[HN Gopher] "Attention", "Transformers", in Neural Network "Larg...
___________________________________________________________________
"Attention", "Transformers", in Neural Network "Large Language
Models"
Author : macleginn
Score : 21 points
Date : 2023-12-24 21:10 UTC (1 hours ago)
(HTM) web link (bactra.org)
(TXT) w3m dump (bactra.org)
| low_tech_love wrote:
| Really interesting, I like the kind of "stream of consciousness"

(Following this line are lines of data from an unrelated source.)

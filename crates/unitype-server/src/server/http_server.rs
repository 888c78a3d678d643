//! HTTP server implementation for the unitype API.

use crate::api::{
    abbreviations_handler, convert_handler, lookup_handler, resolve_handler, ConvertRequest,
    LookupRequest, ResolveRequest,
};
use crate::server::utils::{
    clear_api_port, find_available_port, get_api_server_port, port_is_available, save_api_port,
};
use std::net::{SocketAddr, TcpStream};
use std::sync::Arc;
use unitype_core::{Result, SymbolTable, UnitypeError};
use warp::{Filter, Rejection, Reply};

fn with_table(
    table: Arc<SymbolTable>,
) -> impl Filter<Extract = (Arc<SymbolTable>,), Error = std::convert::Infallible> + Clone {
    warp::any().map(move || Arc::clone(&table))
}

/// All API routes over `table`
pub fn routes(
    table: Arc<SymbolTable>,
) -> impl Filter<Extract = (impl Reply,), Error = Rejection> + Clone {
    // CORS for editor extensions running in a webview
    let cors = warp::cors()
        .allow_any_origin()
        .allow_headers(vec!["Content-Type"])
        .allow_methods(vec!["GET", "POST"]);

    let resolve_route = warp::path!("api" / "resolve")
        .and(warp::get())
        .and(warp::query::<ResolveRequest>())
        .and(with_table(Arc::clone(&table)))
        .map(|query: ResolveRequest, table: Arc<SymbolTable>| {
            warp::reply::json(&resolve_handler(&table, &query.abbrev))
        });

    let lookup_route = warp::path!("api" / "lookup")
        .and(warp::get())
        .and(warp::query::<LookupRequest>())
        .and(with_table(Arc::clone(&table)))
        .map(|query: LookupRequest, table: Arc<SymbolTable>| {
            warp::reply::json(&lookup_handler(&table, &query.symbol))
        });

    let convert_route = warp::path!("api" / "convert")
        .and(warp::post())
        .and(warp::body::json())
        .and(with_table(Arc::clone(&table)))
        .map(|body: ConvertRequest, table: Arc<SymbolTable>| {
            warp::reply::json(&convert_handler(&table, body.text))
        });

    let abbreviations_route = warp::path!("api" / "abbreviations")
        .and(warp::get())
        .and(with_table(table))
        .map(|table: Arc<SymbolTable>| warp::reply::json(&abbreviations_handler(&table)));

    // Health check endpoint
    let health_route = warp::path!("health").map(|| "unitype API is running");

    resolve_route
        .or(lookup_route)
        .or(convert_route)
        .or(abbreviations_route)
        .or(health_route)
        .with(cors)
}

/// Start the HTTP API server on the specified port
pub async fn start_api_server(port: u16, table: Arc<SymbolTable>) -> Result<()> {
    let port = if port_is_available(port) {
        port
    } else {
        let fallback = find_available_port(port.saturating_add(1), 10).ok_or_else(|| {
            UnitypeError::Other(format!("Port {} and the next 10 are in use", port))
        })?;
        log::warn!("Port {} is in use, using {} instead", port, fallback);
        fallback
    };
    let addr = SocketAddr::from(([127, 0, 0, 1], port));

    let server = warp::serve(routes(table)).try_bind_with_graceful_shutdown(addr, async {
        tokio::signal::ctrl_c().await.ok();
        log::info!("Received shutdown signal, stopping API server...");
    });

    match server {
        Ok((addr, server)) => {
            // Save the port to file so we can find it later
            if let Err(e) = save_api_port(addr.port()) {
                log::warn!("Failed to save API port information: {}", e);
            }
            println!("unitype API server listening on http://{}", addr);

            server.await;
            clear_api_port()?;
            Ok(())
        }
        Err(e) => Err(UnitypeError::Other(format!(
            "Failed to bind to port {}: {}",
            port, e
        ))),
    }
}

/// Check the health of a running API server
pub fn check_api_server_health() -> Result<()> {
    let port = get_api_server_port()?;
    println!("Checking API server on port {}...", port);

    match TcpStream::connect(("127.0.0.1", port)) {
        Ok(_) => {
            println!("API server is running on port {}", port);
            Ok(())
        }
        Err(e) => Err(UnitypeError::Other(format!(
            "Failed to connect to API server on port {}: {}",
            port, e
        ))),
    }
}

| approach to the content, it's refreshing. What's also interesting
| is the fact that the author felt the need to apologize and
| preface it with some forced deference due to some kind of
| internet bashing he certainly received. I hope this doesn't
| discourage him to keep publishing his notes (although I think it
| will). Why are we getting so human-phobic?
| defrost wrote:
| It's an understanderable deference when stumbling through a
| huge new field and its freshly minted jargon when tidying up
| and tying the new jargon to long standing terms in older
| fields.
|
| "As near as I can tell when the new guard says X they're pretty
| much talking about what we called Y"
|
| Does 'attention' in the AI bleeding edge really correspond to
| kernal smoothing | mapping attenuation | damping ?
|
| This is (one of) the elephants in a darkened room that Cosma is
| groping around and showing his thoughts as he goes.
|
| > I hope this doesn't discourage him to keep publishing his
| notes
|
| Doubtful, aside from the inevitable attenuation with age, he's
| been airing his thoughts for at least two decades, eg: his
| wonderful little:
|
| _A Rare Blend of Monster Raving Egomania and Utter Batshit
| Insanity_ (2002)
|
| http://bactra.org/reviews/wolfram/
| panarchy wrote:
| It is nice and it's interesting how if you go read stuff like
| Einstein's general relativity paper you (or at least I did)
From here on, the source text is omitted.